=== WORK TO BE COMPLETED ===
Lines from the beginning of the entries up to and including the one with "pub fn image_height(&self)" must be duplicated word for word; leave out all others.

=== Source data ===
——

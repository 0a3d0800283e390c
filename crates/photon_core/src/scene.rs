//! Scene description types.
//!
//! A scene is a table of named materials, a list of spheres referencing
//! those materials by name, and the camera settings to render it with.
//! Materials live in a table so that every sphere naming the same entry
//! ends up sharing one material instance when the scene is built.

use std::collections::HashSet;
use std::path::Path;

use photon_math::{Color, Point3, Vec3};
use serde::{Deserialize, Serialize};

use crate::error::{SceneError, SceneResult};

/// Camera configuration as stored in a scene file.
///
/// Every field is optional in JSON and falls back to the default camera.
#[derive(Debug, Clone, PartialEq, Serialize, Deserialize)]
#[serde(default)]
pub struct CameraSettings {
    /// Ratio of image width over height
    pub aspect_ratio: f64,
    /// Rendered image width in pixels
    pub image_width: u32,
    /// Number of random samples per pixel
    pub samples_per_pixel: u32,
    /// Maximum number of ray bounces
    pub max_depth: u32,
    /// Vertical field of view in degrees
    pub vfov: f64,
    pub lookfrom: Point3,
    pub lookat: Point3,
    pub vup: Vec3,
    /// Variation angle of rays through each pixel, in degrees
    pub defocus_angle: f64,
    /// Distance from the camera to the plane of perfect focus
    pub focus_dist: f64,
}

impl Default for CameraSettings {
    fn default() -> Self {
        Self {
            aspect_ratio: 16.0 / 9.0,
            image_width: 1280,
            samples_per_pixel: 10,
            max_depth: 10,
            vfov: 90.0,
            lookfrom: Point3::ZERO,
            lookat: Point3::new(0.0, 0.0, -1.0),
            vup: Vec3::Y,
            defocus_angle: 0.0,
            focus_dist: 10.0,
        }
    }
}

impl CameraSettings {
    /// Image height derived from width and aspect ratio, never below 1.
    pub fn image_height(&self) -> u32 {
        ((self.image_width as f64 / self.aspect_ratio) as u32).max(1)
    }

    fn validate(&self) -> SceneResult<()> {
        let scalars = [
            ("camera.aspect_ratio", self.aspect_ratio),
            ("camera.vfov", self.vfov),
            ("camera.defocus_angle", self.defocus_angle),
            ("camera.focus_dist", self.focus_dist),
        ];
        for (field, value) in scalars {
            if !value.is_finite() {
                return Err(SceneError::NonFinite(field.to_string()));
            }
        }
        let vectors = [
            ("camera.lookfrom", self.lookfrom),
            ("camera.lookat", self.lookat),
            ("camera.vup", self.vup),
        ];
        for (field, value) in vectors {
            if !value.is_finite() {
                return Err(SceneError::NonFinite(field.to_string()));
            }
        }

        if self.image_width == 0 {
            return Err(SceneError::InvalidCamera("image_width must be at least 1".into()));
        }
        if self.samples_per_pixel == 0 {
            return Err(SceneError::InvalidCamera("samples_per_pixel must be at least 1".into()));
        }
        if self.aspect_ratio <= 0.0 {
            return Err(SceneError::InvalidCamera(format!(
                "aspect_ratio must be positive, got {}",
                self.aspect_ratio
            )));
        }
        if self.vfov <= 0.0 || self.vfov >= 180.0 {
            return Err(SceneError::InvalidCamera(format!(
                "vfov must be within (0, 180) degrees, got {}",
                self.vfov
            )));
        }
        if self.focus_dist <= 0.0 {
            return Err(SceneError::InvalidCamera(format!(
                "focus_dist must be positive, got {}",
                self.focus_dist
            )));
        }

        let view = self.lookfrom - self.lookat;
        if view.length_squared() == 0.0 {
            return Err(SceneError::InvalidCamera("lookfrom and lookat coincide".into()));
        }
        if self.vup.cross(view).length_squared() == 0.0 {
            return Err(SceneError::InvalidCamera("vup is parallel to the view direction".into()));
        }

        Ok(())
    }
}

/// Surface scattering model of a material.
#[derive(Debug, Clone, PartialEq, Serialize, Deserialize)]
#[serde(tag = "type", rename_all = "snake_case")]
pub enum MaterialKind {
    /// Diffuse surface
    Lambertian { albedo: Color },
    /// Reflective surface; `fuzz` is clamped to [0, 1] when built
    Metal { albedo: Color, fuzz: f64 },
    /// Clear refractive medium (glass, water, air bubbles)
    Dielectric { refraction_index: f64 },
}

/// A named entry in the material table.
#[derive(Debug, Clone, PartialEq, Serialize, Deserialize)]
pub struct MaterialDesc {
    pub name: String,
    #[serde(flatten)]
    pub kind: MaterialKind,
}

/// A sphere referencing a material by name.
#[derive(Debug, Clone, PartialEq, Serialize, Deserialize)]
pub struct SphereDesc {
    pub center: Point3,
    /// Negative radii are clamped to 0 when built
    pub radius: f64,
    pub material: String,
}

/// Complete description of a renderable scene.
#[derive(Debug, Clone, PartialEq, Default, Serialize, Deserialize)]
#[serde(default)]
pub struct SceneDescription {
    pub name: String,
    pub camera: CameraSettings,
    pub materials: Vec<MaterialDesc>,
    pub spheres: Vec<SphereDesc>,
    /// Seed for the render's random streams
    pub seed: u64,
}

impl SceneDescription {
    /// Create an empty scene with default camera settings.
    pub fn new(name: impl Into<String>) -> Self {
        Self {
            name: name.into(),
            ..Default::default()
        }
    }

    /// Add a material to the table.
    pub fn with_material(mut self, name: impl Into<String>, kind: MaterialKind) -> Self {
        self.materials.push(MaterialDesc {
            name: name.into(),
            kind,
        });
        self
    }

    /// Add a sphere using a material from the table.
    pub fn with_sphere(mut self, center: Point3, radius: f64, material: impl Into<String>) -> Self {
        self.spheres.push(SphereDesc {
            center,
            radius,
            material: material.into(),
        });
        self
    }

    /// Replace the camera settings.
    pub fn with_camera(mut self, camera: CameraSettings) -> Self {
        self.camera = camera;
        self
    }

    /// Index of the named material in the table.
    pub fn material_index(&self, name: &str) -> Option<usize> {
        self.materials.iter().position(|m| m.name == name)
    }

    /// Check material references, camera settings and numeric sanity.
    pub fn validate(&self) -> SceneResult<()> {
        self.camera.validate()?;

        let mut names = HashSet::with_capacity(self.materials.len());
        for (index, material) in self.materials.iter().enumerate() {
            if material.name.is_empty() {
                return Err(SceneError::EmptyMaterialName(index));
            }
            if !names.insert(material.name.as_str()) {
                return Err(SceneError::DuplicateMaterial(material.name.clone()));
            }
            let finite = match &material.kind {
                MaterialKind::Lambertian { albedo } => albedo.is_finite(),
                MaterialKind::Metal { albedo, fuzz } => albedo.is_finite() && fuzz.is_finite(),
                MaterialKind::Dielectric { refraction_index } => refraction_index.is_finite(),
            };
            if !finite {
                return Err(SceneError::NonFinite(format!("material '{}'", material.name)));
            }
        }

        for (index, sphere) in self.spheres.iter().enumerate() {
            if !sphere.center.is_finite() || !sphere.radius.is_finite() {
                return Err(SceneError::NonFinite(format!("sphere {}", index)));
            }
            if !names.contains(sphere.material.as_str()) {
                return Err(SceneError::UnknownMaterial {
                    index,
                    name: sphere.material.clone(),
                });
            }
        }

        Ok(())
    }

    /// Parse a scene from JSON and validate it.
    pub fn from_json(content: &str) -> SceneResult<Self> {
        let scene: SceneDescription = serde_json::from_str(content)?;
        scene.validate()?;
        Ok(scene)
    }

    /// Serialise the scene as pretty-printed JSON.
    pub fn to_json(&self) -> SceneResult<String> {
        Ok(serde_json::to_string_pretty(self)?)
    }
}

/// Load and validate a JSON scene file.
pub fn load_scene<P: AsRef<Path>>(path: P) -> SceneResult<SceneDescription> {
    let path = path.as_ref();
    let content = std::fs::read_to_string(path)?;
    let mut scene = SceneDescription::from_json(&content)?;

    if scene.name.is_empty() {
        scene.name = path
            .file_stem()
            .map(|stem| stem.to_string_lossy().into_owned())
            .unwrap_or_default();
    }

    log::info!(
        "Loaded scene '{}' from {}: {} materials, {} spheres",
        scene.name,
        path.display(),
        scene.materials.len(),
        scene.spheres.len()
    );

    Ok(scene)
}
//! Fine-tunes a pre-trained sentence encoder into a binary movie-review
//! sentiment classifier and serves it behind a small demo form.
//!
//! The encoder (MiniLM, executed by ONNX Runtime) is frozen; a linear
//! NEGATIVE/POSITIVE head is trained on its sentence embeddings with AdamW.
//!
//! # Basic Usage
//!
//! ```no_run
//! # async fn run() -> Result<(), Box<dyn std::error::Error>> {
//! use sentiment_tuner::{ModelManager, TrainingPipeline};
//!
//! let manager = ModelManager::new_default()?;
//! let run = TrainingPipeline::default().run(&manager).await?;
//! println!("test {}", run.test_report);
//!
//! let prediction = run.classifier.predict("The movie was awesome!!!")?;
//! println!("{} ({:.3})", prediction.label, prediction.score);
//! # Ok(())
//! # }
//! ```
//!
//! # Thread Safety
//!
//! A [`SentimentClassifier`] is immutable once built and can be shared across
//! threads using `Arc`. The demo server does exactly that, while still
//! answering one inference request at a time.

pub mod classifier;
pub mod dataset;
pub mod error;
pub mod model_manager;
pub mod models;
pub mod pipeline;
mod runtime;
pub mod sentiment;
pub mod server;
pub mod training;

#[cfg(test)]
mod test_support;

pub use classifier::{OnnxEncoder, SentenceEncoder, SentimentClassifier, SentimentHead, TokenizerAdapter};
pub use dataset::{load_samples, DatasetSamples, DatasetSource, SampleCache, SampleConfig};
pub use error::{Result, SentimentError};
pub use model_manager::{default_cache_root, ModelError, ModelManager};
pub use models::{BuiltinModel, ModelCharacteristics, ModelInfo};
pub use pipeline::{fine_tune, FineTuneRun, TokenStats, TrainingPipeline};
pub use runtime::{create_session_builder, OptimizationLevel, RuntimeConfig};
pub use sentiment::{Prediction, ReviewRecord, Sentiment};
pub use server::{DemoHandle, DemoServer, ServerConfig};
pub use training::{EvaluationReport, TrainConfig, Trainer};

pub fn init_logger() {
    env_logger::init();
}
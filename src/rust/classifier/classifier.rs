use std::path::Path;
use std::sync::Arc;

use candle_core::Device;

use super::encoder::SentenceEncoder;
use super::head::SentimentHead;
use crate::error::{Result, SentimentError};
use crate::sentiment::{Prediction, ReviewRecord};
use crate::training::checkpoint::{CheckpointMetadata, WEIGHTS_FILE};
use crate::training::data::EncodedSplit;
use crate::training::metrics::{evaluate_logits, EvaluationReport};

/// Text-to-sentiment inference: encoder followed by the fine-tuned head.
///
/// Parameters are fixed once constructed, so `predict` is a pure function of
/// its input and the classifier can be shared across threads with `Arc`.
///
/// ```no_run
/// # fn main() -> Result<(), Box<dyn std::error::Error>> {
/// use std::sync::Arc;
/// use sentiment_tuner::{BuiltinModel, ModelManager, OnnxEncoder, RuntimeConfig, SentimentClassifier};
///
/// let manager = ModelManager::new_default()?;
/// let encoder = OnnxEncoder::from_builtin(&manager, BuiltinModel::MiniLM, &RuntimeConfig::default())?;
/// let classifier = SentimentClassifier::load("sentiment-model", Arc::new(encoder))?;
///
/// let prediction = classifier.predict("The movie was awesome!!!")?;
/// println!("{} ({:.3})", prediction.label, prediction.score);
/// # Ok(())
/// # }
/// ```
#[derive(Clone)]
pub struct SentimentClassifier {
    encoder: Arc<dyn SentenceEncoder>,
    head: SentimentHead,
}

// Compile-time verification of thread-safety
const _: () = {
    fn assert_send_sync<T: Send + Sync>() {}
    fn verify_thread_safety() {
        assert_send_sync::<SentimentClassifier>();
    }
};

impl std::fmt::Debug for SentimentClassifier {
    fn fmt(&self, f: &mut std::fmt::Formatter<'_>) -> std::fmt::Result {
        f.debug_struct("SentimentClassifier")
            .field("encoder", &self.encoder.name())
            .field("embedding_size", &self.head.embedding_size())
            .finish()
    }
}

impl SentimentClassifier {
    pub fn new(encoder: Arc<dyn SentenceEncoder>, head: SentimentHead) -> Result<Self> {
        if encoder.embedding_size() != head.embedding_size() {
            return Err(SentimentError::ModelError(format!(
                "Encoder '{}' produces {}-dim embeddings but the head expects {}",
                encoder.name(),
                encoder.embedding_size(),
                head.embedding_size()
            )));
        }
        Ok(Self { encoder, head })
    }

    /// Restores a classifier from a directory written by the trainer
    /// (the final model or any `checkpoint-<step>` directory).
    ///
    /// Fails if the checkpoint was trained on a different encoder.
    pub fn load(model_dir: impl AsRef<Path>, encoder: Arc<dyn SentenceEncoder>) -> Result<Self> {
        let model_dir = model_dir.as_ref();
        let metadata = CheckpointMetadata::read(model_dir)?;
        if metadata.encoder != encoder.name() {
            return Err(SentimentError::CheckpointError(format!(
                "Checkpoint in {:?} was trained on encoder '{}', not '{}'",
                model_dir,
                metadata.encoder,
                encoder.name()
            )));
        }

        let head = SentimentHead::load(&model_dir.join(WEIGHTS_FILE), metadata.embedding_size, &Device::Cpu)?;
        log::info!(
            "Loaded sentiment head from {:?} (step {}, accuracy {:?})",
            model_dir,
            metadata.step,
            metadata.accuracy
        );
        Self::new(encoder, head)
    }

    pub fn encoder(&self) -> &dyn SentenceEncoder {
        self.encoder.as_ref()
    }

    pub fn head(&self) -> &SentimentHead {
        &self.head
    }

    /// Returns the most probable sentiment and its softmax probability.
    ///
    /// Any string is accepted: empty text encodes to special tokens only and
    /// text beyond the encoder's maximum length is truncated. One call runs
    /// exactly one forward pass.
    pub fn predict(&self, text: &str) -> Result<Prediction> {
        let embedding = self.encoder.encode(text)?;
        self.head.predict(&embedding)
    }

    /// Scores labeled reviews in one batch through the head.
    pub fn evaluate(&self, records: &[ReviewRecord]) -> Result<EvaluationReport> {
        if records.is_empty() {
            return Ok(EvaluationReport::empty());
        }
        let split = EncodedSplit::encode(self.encoder.as_ref(), records, self.head.device())?;
        evaluate_logits(&self.head.forward_logits(&split.inputs)?, &split.labels)
    }
}

#[cfg(test)]
mod tests {
    use super::*;
    use crate::sentiment::Sentiment;
    use crate::test_support::{lexicon_head, LexiconEncoder};

    fn classifier() -> SentimentClassifier {
        SentimentClassifier::new(Arc::new(LexiconEncoder), lexicon_head()).unwrap()
    }

    #[test]
    fn test_predict_scenarios() {
        let classifier = classifier();

        let positive = classifier.predict("The movie was awesome!!!").unwrap();
        assert_eq!(positive.label, Sentiment::Positive);
        assert!(positive.score > 0.5);

        let negative = classifier.predict("Acting was bad and the plot was horrible").unwrap();
        assert_eq!(negative.label, Sentiment::Negative);
        assert!(negative.score > 0.5);
    }

    #[test]
    fn test_predict_accepts_any_text() {
        let classifier = classifier();
        let long_text = "word ".repeat(10_000);
        for text in ["", "   ", "¿qué?", long_text.as_str()] {
            let prediction = classifier.predict(text).unwrap();
            assert!(Sentiment::ALL.contains(&prediction.label));
            assert!((0.0..=1.0).contains(&prediction.score));
        }
    }

    #[test]
    fn test_predict_is_deterministic() {
        let classifier = classifier();
        let text = "great film but bad ending";
        assert_eq!(classifier.predict(text).unwrap(), classifier.predict(text).unwrap());
    }

    #[test]
    fn test_evaluate_counts_correct_predictions() {
        let classifier = classifier();
        let records = vec![
            ReviewRecord::new("great", Sentiment::Positive),
            ReviewRecord::new("horrible", Sentiment::Negative),
            ReviewRecord::new("awesome", Sentiment::Negative),
            ReviewRecord::new("bad bad", Sentiment::Negative),
        ];
        let report = classifier.evaluate(&records).unwrap();
        assert_eq!(report.total, 4);
        assert_eq!(report.correct, 3);
        assert!((report.accuracy - 0.75).abs() < 1e-12);
        assert_eq!(classifier.evaluate(&[]).unwrap(), EvaluationReport::empty());
    }

    #[test]
    fn test_rejects_mismatched_head() {
        let head = SentimentHead::from_parameters(vec![0.0; 6], vec![0.0; 2], 3, &Device::Cpu).unwrap();
        assert!(SentimentClassifier::new(Arc::new(LexiconEncoder), head).is_err());
    }
}
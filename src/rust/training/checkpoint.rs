//! Checkpoint directories for the fine-tuned head.
//!
//! ```text
//! <output_dir>/
//!   head.safetensors        final model
//!   checkpoint.json
//!   checkpoint-500/
//!     head.safetensors
//!     checkpoint.json
//!   checkpoint-1000/ ...
//! ```

use std::fs;
use std::path::{Path, PathBuf};

use candle_nn::VarMap;
use serde::{Deserialize, Serialize};

use crate::error::{Result, SentimentError};
use crate::sentiment::Sentiment;

pub const WEIGHTS_FILE: &str = "head.safetensors";
pub const METADATA_FILE: &str = "checkpoint.json";
const STEP_DIR_PREFIX: &str = "checkpoint-";

/// Describes what a checkpoint contains and which encoder it belongs to
#[derive(Debug, Clone, PartialEq, Serialize, Deserialize)]
pub struct CheckpointMetadata {
    /// Optimizer steps taken when the checkpoint was written
    pub step: usize,
    /// Completed epochs (fractional progress is not recorded)
    pub epoch: usize,
    /// Name of the encoder the head was trained on
    pub encoder: String,
    pub embedding_size: usize,
    /// Class labels by index
    pub labels: Vec<Sentiment>,
    /// Held-out accuracy, when an evaluation had run
    pub accuracy: Option<f64>,
    pub crate_version: String,
}

impl CheckpointMetadata {
    pub fn new(step: usize, epoch: usize, encoder: impl Into<String>, embedding_size: usize) -> Self {
        Self {
            step,
            epoch,
            encoder: encoder.into(),
            embedding_size,
            labels: Sentiment::ALL.to_vec(),
            accuracy: None,
            crate_version: env!("CARGO_PKG_VERSION").to_string(),
        }
    }

    pub fn read(dir: &Path) -> Result<Self> {
        let path = dir.join(METADATA_FILE);
        let contents = fs::read_to_string(&path).map_err(|e| {
            SentimentError::CheckpointError(format!("Failed to read {:?}: {}", path, e))
        })?;
        Ok(serde_json::from_str(&contents)?)
    }

    fn write(&self, dir: &Path) -> Result<()> {
        fs::write(dir.join(METADATA_FILE), serde_json::to_string_pretty(self)?)?;
        Ok(())
    }
}

/// Writes head checkpoints under an output directory and prunes old ones.
#[derive(Debug, Clone)]
pub struct CheckpointStore {
    output_dir: PathBuf,
    save_total_limit: Option<usize>,
    /// Steps written by this store, oldest first. Only these are pruned;
    /// directories left behind by other runs are never touched.
    written: Vec<usize>,
}

impl CheckpointStore {
    /// `save_total_limit` caps the number of step checkpoints this store
    /// keeps on disk; `None` keeps all of them. The most recent checkpoint
    /// and the final model are never pruned.
    pub fn new(output_dir: impl Into<PathBuf>, save_total_limit: Option<usize>) -> Self {
        Self {
            output_dir: output_dir.into(),
            save_total_limit,
            written: Vec::new(),
        }
    }

    pub fn output_dir(&self) -> &Path {
        &self.output_dir
    }

    /// Writes `checkpoint-<step>/` and prunes the oldest step checkpoints.
    pub fn save_step(&mut self, varmap: &VarMap, metadata: &CheckpointMetadata) -> Result<PathBuf> {
        let dir = self.step_dir(metadata.step);
        Self::write_dir(&dir, varmap, metadata)?;
        log::info!("Saved checkpoint at step {} to {:?}", metadata.step, dir);
        self.written.retain(|&step| step != metadata.step);
        self.written.push(metadata.step);
        self.prune()?;
        Ok(dir)
    }

    fn step_dir(&self, step: usize) -> PathBuf {
        self.output_dir.join(format!("{}{}", STEP_DIR_PREFIX, step))
    }

    /// Writes the final model into the output directory root.
    pub fn save_final(&self, varmap: &VarMap, metadata: &CheckpointMetadata) -> Result<PathBuf> {
        Self::write_dir(&self.output_dir, varmap, metadata)?;
        log::info!("Saved final model to {:?}", self.output_dir);
        Ok(self.output_dir.clone())
    }

    fn write_dir(dir: &Path, varmap: &VarMap, metadata: &CheckpointMetadata) -> Result<()> {
        fs::create_dir_all(dir)?;
        varmap.save(dir.join(WEIGHTS_FILE))?;
        metadata.write(dir)
    }

    /// Step checkpoints currently on disk, oldest first.
    pub fn list_step_checkpoints(&self) -> Result<Vec<(usize, PathBuf)>> {
        if !self.output_dir.exists() {
            return Ok(Vec::new());
        }

        let mut checkpoints = Vec::new();
        for entry in fs::read_dir(&self.output_dir)? {
            let entry = entry?;
            if !entry.file_type()?.is_dir() {
                continue;
            }
            let name = entry.file_name();
            let step = name
                .to_str()
                .and_then(|n| n.strip_prefix(STEP_DIR_PREFIX))
                .and_then(|s| s.parse::<usize>().ok());
            if let Some(step) = step {
                checkpoints.push((step, entry.path()));
            }
        }
        checkpoints.sort_by_key(|(step, _)| *step);
        Ok(checkpoints)
    }

    fn prune(&mut self) -> Result<()> {
        let Some(limit) = self.save_total_limit else {
            return Ok(());
        };
        let excess = self.written.len().saturating_sub(limit.max(1));
        for step in self.written.drain(..excess).collect::<Vec<_>>() {
            let path = self.step_dir(step);
            log::warn!("Removing checkpoint at step {} ({:?})", step, path);
            if path.exists() {
                fs::remove_dir_all(&path)?;
            }
        }
        Ok(())
    }
}

#[cfg(test)]
mod tests {
    use super::*;
    use crate::classifier::SentimentHead;
    use candle_core::Device;

    #[test]
    fn test_step_checkpoints_are_pruned() {
        let dir = tempfile::tempdir().unwrap();
        let mut store = CheckpointStore::new(dir.path(), Some(2));
        let varmap = VarMap::new();
        SentimentHead::new_trainable(&varmap, 4, &Device::Cpu).unwrap();

        for step in [10, 20, 30] {
            store
                .save_step(&varmap, &CheckpointMetadata::new(step, 0, "test", 4))
                .unwrap();
        }

        let steps: Vec<usize> = store
            .list_step_checkpoints()
            .unwrap()
            .into_iter()
            .map(|(step, _)| step)
            .collect();
        assert_eq!(steps, vec![20, 30]);
        assert!(!dir.path().join("checkpoint-10").exists());
    }

    #[test]
    fn test_pruning_leaves_other_runs_alone() {
        let dir = tempfile::tempdir().unwrap();
        for stale in ["checkpoint-900", "checkpoint-1000"] {
            fs::create_dir_all(dir.path().join(stale)).unwrap();
        }
        let mut store = CheckpointStore::new(dir.path(), Some(2));
        let varmap = VarMap::new();
        SentimentHead::new_trainable(&varmap, 4, &Device::Cpu).unwrap();

        let saved = store
            .save_step(&varmap, &CheckpointMetadata::new(100, 0, "test", 4))
            .unwrap();
        assert!(saved.join(WEIGHTS_FILE).exists());

        for step in [200, 300] {
            store
                .save_step(&varmap, &CheckpointMetadata::new(step, 0, "test", 4))
                .unwrap();
        }
        let steps: Vec<usize> = store
            .list_step_checkpoints()
            .unwrap()
            .into_iter()
            .map(|(step, _)| step)
            .collect();
        assert_eq!(steps, vec![200, 300, 900, 1000]);
    }

    #[test]
    fn test_zero_limit_keeps_latest_checkpoint() {
        let dir = tempfile::tempdir().unwrap();
        let mut store = CheckpointStore::new(dir.path(), Some(0));
        let varmap = VarMap::new();
        SentimentHead::new_trainable(&varmap, 4, &Device::Cpu).unwrap();

        for step in [10, 20] {
            let saved = store
                .save_step(&varmap, &CheckpointMetadata::new(step, 0, "test", 4))
                .unwrap();
            assert!(saved.join(METADATA_FILE).exists());
        }
        assert!(!dir.path().join("checkpoint-10").exists());
    }

    #[test]
    fn test_final_model_round_trips_metadata() {
        let dir = tempfile::tempdir().unwrap();
        let store = CheckpointStore::new(dir.path().join("model"), None);
        let varmap = VarMap::new();
        SentimentHead::new_trainable(&varmap, 4, &Device::Cpu).unwrap();

        let mut metadata = CheckpointMetadata::new(42, 2, "minilm", 4);
        metadata.accuracy = Some(0.9);
        let saved = store.save_final(&varmap, &metadata).unwrap();

        assert!(saved.join(WEIGHTS_FILE).exists());
        assert_eq!(CheckpointMetadata::read(&saved).unwrap(), metadata);
        assert!(store.list_step_checkpoints().unwrap().is_empty());
    }

    #[test]
    fn test_missing_metadata() {
        let dir = tempfile::tempdir().unwrap();
        assert!(matches!(
            CheckpointMetadata::read(dir.path()),
            Err(SentimentError::CheckpointError(_))
        ));
    }
}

——

=== RESULT OF THIS EXERCISE ===
repository 0a3d0800283e390c
filename crates/photon_core/src/scene.rs
//! Scene description types.
//!
//! A scene is a table of named materials, a list of spheres referencing
//! those materials by name, and the camera settings to render it with.
//! Materials live in a table so that every sphere naming the same entry
//! ends up sharing one material instance when the scene is built.

use std::collections::HashSet;
use std::path::Path;

use photon_math::{Color, Point3, Vec3};
use serde::{Deserialize, Serialize};

use crate::error::{SceneError, SceneResult};

/// Camera configuration as stored in a scene file.
///
/// Every field is optional in JSON and falls back to the default camera.
#[derive(Debug, Clone, PartialEq, Serialize, Deserialize)]
#[serde(default)]
pub struct CameraSettings {
    /// Ratio of image width over height
    pub aspect_ratio: f64,
    /// Rendered image width in pixels
    pub image_width: u32,
    /// Number of random samples per pixel
    pub samples_per_pixel: u32,
    /// Maximum number of ray bounces
    pub max_depth: u32,
    /// Vertical field of view in degrees
    pub vfov: f64,
    pub lookfrom: Point3,
    pub lookat: Point3,
    pub vup: Vec3,
    /// Variation angle of rays through each pixel, in degrees
    pub defocus_angle: f64,
    /// Distance from the camera to the plane of perfect focus
    pub focus_dist: f64,
}

impl Default for CameraSettings {
    fn default() -> Self {
        Self {
            aspect_ratio: 16.0 / 9.0,
            image_width: 1280,
            samples_per_pixel: 10,
            max_depth: 10,
            vfov: 90.0,
            lookfrom: Point3::ZERO,
            lookat: Point3::new(0.0, 0.0, -1.0),
            vup: Vec3::Y,
            defocus_angle: 0.0,
            focus_dist: 10.0,
        }
    }
}

impl CameraSettings {
    /// Image height derived from width and aspect ratio, never below 1.
    pub fn image_height(&self) -> u32 {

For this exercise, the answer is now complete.